Task instructions: Count the lines below that contain the word "Value", and reply with that number alone.

Provided data:
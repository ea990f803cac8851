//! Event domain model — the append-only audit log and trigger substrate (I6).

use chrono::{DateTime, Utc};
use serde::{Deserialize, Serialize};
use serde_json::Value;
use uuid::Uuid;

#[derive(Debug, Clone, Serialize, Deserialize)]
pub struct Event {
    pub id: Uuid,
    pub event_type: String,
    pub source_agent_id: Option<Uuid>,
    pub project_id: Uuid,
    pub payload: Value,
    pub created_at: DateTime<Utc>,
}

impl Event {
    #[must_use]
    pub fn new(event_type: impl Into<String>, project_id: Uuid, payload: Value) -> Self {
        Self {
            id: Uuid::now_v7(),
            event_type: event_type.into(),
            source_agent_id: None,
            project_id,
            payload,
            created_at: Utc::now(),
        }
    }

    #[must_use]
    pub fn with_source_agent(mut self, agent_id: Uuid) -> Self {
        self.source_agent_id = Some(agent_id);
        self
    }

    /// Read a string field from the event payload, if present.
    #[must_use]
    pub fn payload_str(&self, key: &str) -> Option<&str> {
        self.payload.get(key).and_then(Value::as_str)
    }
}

Task result: 4